*Task prompt*. Copy out each line below containing "malformed".

══ Record extracts

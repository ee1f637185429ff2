use appmenu_core::model::{ATTRIBUTE_LABEL, LINK_SECTION, LINK_SUBMENU};
use std::time::{Duration, Instant};

use appmenu_core::{ActionEvent, Coalescer, ItemsChanged, MenuError, MenuModel, UpdateMode, Variant};
use appmenu_import::{
    FollowUp, ImportModel, Importer, LayoutNode, RemoteCall, RemoteItem, TransportError,
};
use appmenu_services::ImportPolicy;
use indexmap::IndexMap;

fn normal(id: i32, label: &str) -> LayoutNode {
    LayoutNode::new(id).with("label", label)
}

fn separator(id: i32) -> LayoutNode {
    LayoutNode::new(id).with("type", "separator")
}

fn submenu(id: i32, label: &str) -> LayoutNode {
    normal(id, label).with("children-display", "submenu")
}

fn menu(children: Vec<LayoutNode>) -> LayoutNode {
    children.into_iter().fold(LayoutNode::new(0), LayoutNode::child)
}

fn apply(importer: &mut Importer, revision: u32, layout: LayoutNode) -> Vec<ItemsChanged<ImportModel>> {
    let root = importer.root();
    let request = importer.update_layout(root).expect("no fetch in flight");
    importer
        .complete_layout(request.model, Ok((revision, layout)))
        .changes
        .into_vec()
}

fn labels(importer: &Importer, section: u32) -> Vec<String> {
    let view = importer.view(ImportModel::Section(importer.root(), section));
    (0..view.item_count())
        .filter_map(|position| view.item_attribute_str(position, ATTRIBUTE_LABEL))
        .collect()
}

fn serials(importer: &Importer) -> Vec<u64> {
    importer
        .model(importer.root())
        .map(|model| model.items().iter().map(RemoteItem::serial).collect())
        .unwrap_or_default()
}

fn file_edit() -> LayoutNode {
    menu(vec![normal(1, "File"), separator(2), normal(3, "Edit")])
}

#[test]
fn test_separator_splits_fresh_model() {
    let mut importer = Importer::new(ImportPolicy::default());
    let root = importer.root();

    let changes = apply(&mut importer, 1, file_edit());
    assert_eq!(
        changes,
        vec![
            ItemsChanged::new(ImportModel::Menu(root), 1, 0, 1),
            ItemsChanged::new(ImportModel::Section(root, 1), 0, 0, 1),
            ItemsChanged::new(ImportModel::Section(root, 0), 0, 0, 1),
        ]
    );

    assert_eq!(importer.view(ImportModel::Menu(root)).item_count(), 2);
    assert_eq!(labels(&importer, 0), vec!["File"]);
    assert_eq!(labels(&importer, 1), vec!["Edit"]);

    let mut shell = importer.view(ImportModel::Menu(root));
    assert_eq!(
        shell.item_links(1).get(LINK_SECTION),
        Some(&ImportModel::Section(root, 1))
    );
}

#[test]
fn test_same_snapshot_twice_is_silent() {
    let mut importer = Importer::new(ImportPolicy::default());
    apply(&mut importer, 1, file_edit());
    let before = serials(&importer);

    let changes = apply(&mut importer, 1, file_edit());
    assert!(changes.is_empty());
    assert_eq!(serials(&importer), before);
}

#[test]
fn test_label_change_keeps_identity() {
    let mut importer = Importer::new(ImportPolicy::default());
    let root = importer.root();
    apply(&mut importer, 1, file_edit());
    let before = serials(&importer);

    let renamed = menu(vec![normal(1, "File"), separator(2), normal(3, "Editor")]);
    let changes = apply(&mut importer, 2, renamed);

    assert_eq!(changes, vec![ItemsChanged::new(ImportModel::Section(root, 1), 0, 1, 1)]);
    assert_eq!(serials(&importer), before);
    assert_eq!(labels(&importer, 1), vec!["Editor"]);
}
// SPDX-License-Identifier: LGPL-3.0-only
//! `com.canonical.dbusmenu` client.
//!
//! [`DbusMenuProxy`] implements [`LayoutTransport`] over a zbus proxy for one
//! remote menu object and exposes its signals as a [`MenuSignal`] stream.

mod convert;

use std::collections::HashMap;

use async_trait::async_trait;
use futures::stream::{self, BoxStream, StreamExt};
use log::warn;
use zbus::zvariant::OwnedValue;
use zbus::{Connection, Proxy};

use appmenu_core::Variant;

use crate::layout::{parse_layout, LayoutNode};
use crate::transport::{LayoutTransport, MenuSignal, TransportError};

pub use convert::{from_variant, to_variant};

pub const DBUSMENU_INTERFACE: &str = "com.canonical.dbusmenu";

/// The `(ia{sv}av)` layout node as sent on the wire.
#[derive(Debug, serde::Deserialize, zbus::zvariant::Type)]
struct LayoutWire {
    id: i32,
    properties: HashMap<String, OwnedValue>,
    children: Vec<OwnedValue>,
}

impl LayoutWire {
    fn into_variant(self) -> Variant {
        Variant::Tuple(vec![
            Variant::Int32(self.id),
            Variant::Dict(convert::properties(&self.properties)),
            Variant::Array(self.children.iter().map(|child| to_variant(child)).collect()),
        ])
    }
}

type PropertiesUpdated = (Vec<(i32, HashMap<String, OwnedValue>)>, Vec<(i32, Vec<String>)>);

/// Client of one remote menu object.
#[derive(Clone, Debug)]
pub struct DbusMenuProxy {
    proxy: Proxy<'static>,
}

impl DbusMenuProxy {
    pub async fn new(connection: &Connection, destination: String, path: String) -> zbus::Result<Self> {
        let proxy = Proxy::new(connection, destination, path, DBUSMENU_INTERFACE).await?;
        Ok(Self { proxy })
    }

    /// The `Version` property of the remote menu.
    pub async fn version(&self) -> zbus::Result<u32> {
        self.proxy.get_property("Version").await
    }

    /// All menu signals, merged into one stream.
    ///
    /// Signals whose body does not decode are logged and dropped.
    pub async fn signals(&self) -> zbus::Result<BoxStream<'static, MenuSignal>> {
        let layout = self
            .proxy
            .receive_signal("LayoutUpdated")
            .await?
            .filter_map(|message| async move {
                match message.body().deserialize::<(u32, i32)>() {
                    Ok((revision, parent)) => Some(MenuSignal::LayoutUpdated { revision, parent }),
                    Err(err) => {
                        warn!("malformed LayoutUpdated signal: {}", err);
                        None
                    },
                }
            });

        let properties = self
            .proxy
            .receive_signal("ItemsPropertiesUpdated")
            .await?
            .filter_map(|message| async move {
                match message.body().deserialize::<PropertiesUpdated>() {
                    Ok((updated, removed)) => Some(MenuSignal::ItemsPropertiesUpdated {
                        updated: updated
                            .iter()
                            .map(|(id, properties)| (*id, convert::properties(properties)))
                            .collect(),
                        removed,
                    }),
                    Err(err) => {
                        warn!("malformed ItemsPropertiesUpdated signal: {}", err);
                        None
                    },
                }
            });

        let activation = self
            .proxy
            .receive_signal("ItemActivationRequested")
            .await?
            .filter_map(|message| async move {
                match message.body().deserialize::<(i32, u32)>() {
                    Ok((id, timestamp)) => Some(MenuSignal::ItemActivationRequested { id, timestamp }),
                    Err(err) => {
                        warn!("malformed ItemActivationRequested signal: {}", err);
                        None
                    },
                }
            });

        Ok(stream::select(stream::select(layout, properties), activation).boxed())
    }

    /// Owner changes of the remote bus name as
    /// [`MenuSignal::NameOwnerChanged`].
    pub async fn presence(&self) -> zbus::Result<BoxStream<'static, MenuSignal>> {
        let owners = self.proxy.receive_owner_changed().await?;
        Ok(owners
            .map(|owner| MenuSignal::NameOwnerChanged {
                present: owner.is_some(),
            })
            .boxed())
    }
}

#[async_trait]
impl LayoutTransport for DbusMenuProxy {
    async fn get_layout(
        &self,
        parent: i32,
        depth: i32,
        properties: &[&str],
    ) -> Result<(u32, LayoutNode), TransportError> {
        let (revision, layout): (u32, LayoutWire) = self
            .proxy
            .call("GetLayout", &(parent, depth, properties))
            .await?;
        Ok((revision, parse_layout(&layout.into_variant())?))
    }

    async fn event(&self, id: i32, event: &str, data: Variant, timestamp: u32) -> Result<(), TransportError> {
        let _: () = self
            .proxy
            .call("Event", &(id, event, from_variant(&data), timestamp))
            .await?;
        Ok(())
    }

    async fn about_to_show(&self, id: i32) -> Result<bool, TransportError> {
        let need_update: bool = self.proxy.call("AboutToShow", &(id,)).await?;
        Ok(need_update)
    }
}
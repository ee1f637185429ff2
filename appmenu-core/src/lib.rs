// SPDX-License-Identifier: LGPL-3.0-only
//! Core types for appmenu: the menu-model contract, attribute values, action
//! groups and change notifications.
//!
//! See the `appmenu` crate for the export and import engines built on top.

/// Action group contract and lifecycle events.
pub mod action;
/// Structural change notifications and coalescing.
pub mod changes;
/// Shared error types.
pub mod error;
/// The [`MenuModel`](model::MenuModel) trait and attribute keys.
pub mod model;
/// Dynamically typed attribute values.
pub mod variant;

pub use action::{ActionEvent, ActionInfo, LegacyActionGroup};
pub use changes::{Coalescer, ItemsChanged, PendingChanges, UpdateMode};
pub use error::MenuError;
pub use model::{Attributes, Links, MenuModel};
pub use variant::{Icon, Variant};
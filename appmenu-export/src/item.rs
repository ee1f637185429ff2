// SPDX-License-Identifier: LGPL-3.0-only
//! One exported item and its derived facets.

use std::cell::OnceCell;

use crate::exporter::ShellId;
use crate::source::{MenuSource, WidgetId};

/// Wrapper around one live widget inside a shell.
#[derive(Debug)]
pub struct ItemNode {
    pub(crate) widget: WidgetId,
    /// Position of the widget in its container.
    pub(crate) item_index: u32,
    label: OnceCell<Option<String>>,
    pub(crate) child_shell: Option<ShellId>,
    /// `child_shell` reflects the current submenu widget.
    pub(crate) child_shell_valid: bool,
}

impl ItemNode {
    pub(crate) fn new(widget: WidgetId, item_index: u32) -> Self {
        Self {
            widget,
            item_index,
            label: OnceCell::new(),
            child_shell: None,
            child_shell_valid: false,
        }
    }

    pub fn widget(&self) -> WidgetId {
        self.widget
    }

    pub fn item_index(&self) -> u32 {
        self.item_index
    }

    /// The exported label, computed on first use.
    pub fn label<S: MenuSource>(&self, source: &S, has_mnemonics: bool) -> Option<&str> {
        self.label
            .get_or_init(|| {
                let raw = source.label(self.widget).filter(|label| !label.is_empty())?;
                Some(project_label(&raw, source.use_underline(self.widget), has_mnemonics))
            })
            .as_deref()
    }

    pub(crate) fn invalidate_label(&mut self) {
        self.label = OnceCell::new();
    }
}

/// Project a raw widget label into its exported form.
///
/// With mnemonic underscores and mnemonics enabled the label is kept
/// verbatim. With mnemonics disabled single underscores are dropped and doubled
/// ones collapse to a literal underscore. Labels without mnemonic semantics have
/// their underscores doubled so they render literally.
pub fn project_label(raw: &str, use_underline: bool, has_mnemonics: bool) -> String {
    match (use_underline, has_mnemonics) {
        (true, true) => raw.to_string(),
        (true, false) => strip_mnemonics(raw),
        (false, _) => raw.replace('_', "__"),
    }
}

fn strip_mnemonics(raw: &str) -> String {
    let mut label = String::with_capacity(raw.len());
    let mut underscore = false;
    for c in raw.chars() {
        if c != '_' {
            underscore = false;
            label.push(c);
        } else if underscore {
            underscore = false;
            label.push('_');
        } else {
            underscore = true;
        }
    }
    label
}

════

*Task output*.
                        warn!("malformed LayoutUpdated signal: {}", err);
                        warn!("malformed ItemsPropertiesUpdated signal: {}", err);
                        warn!("malformed ItemActivationRequested signal: {}", err);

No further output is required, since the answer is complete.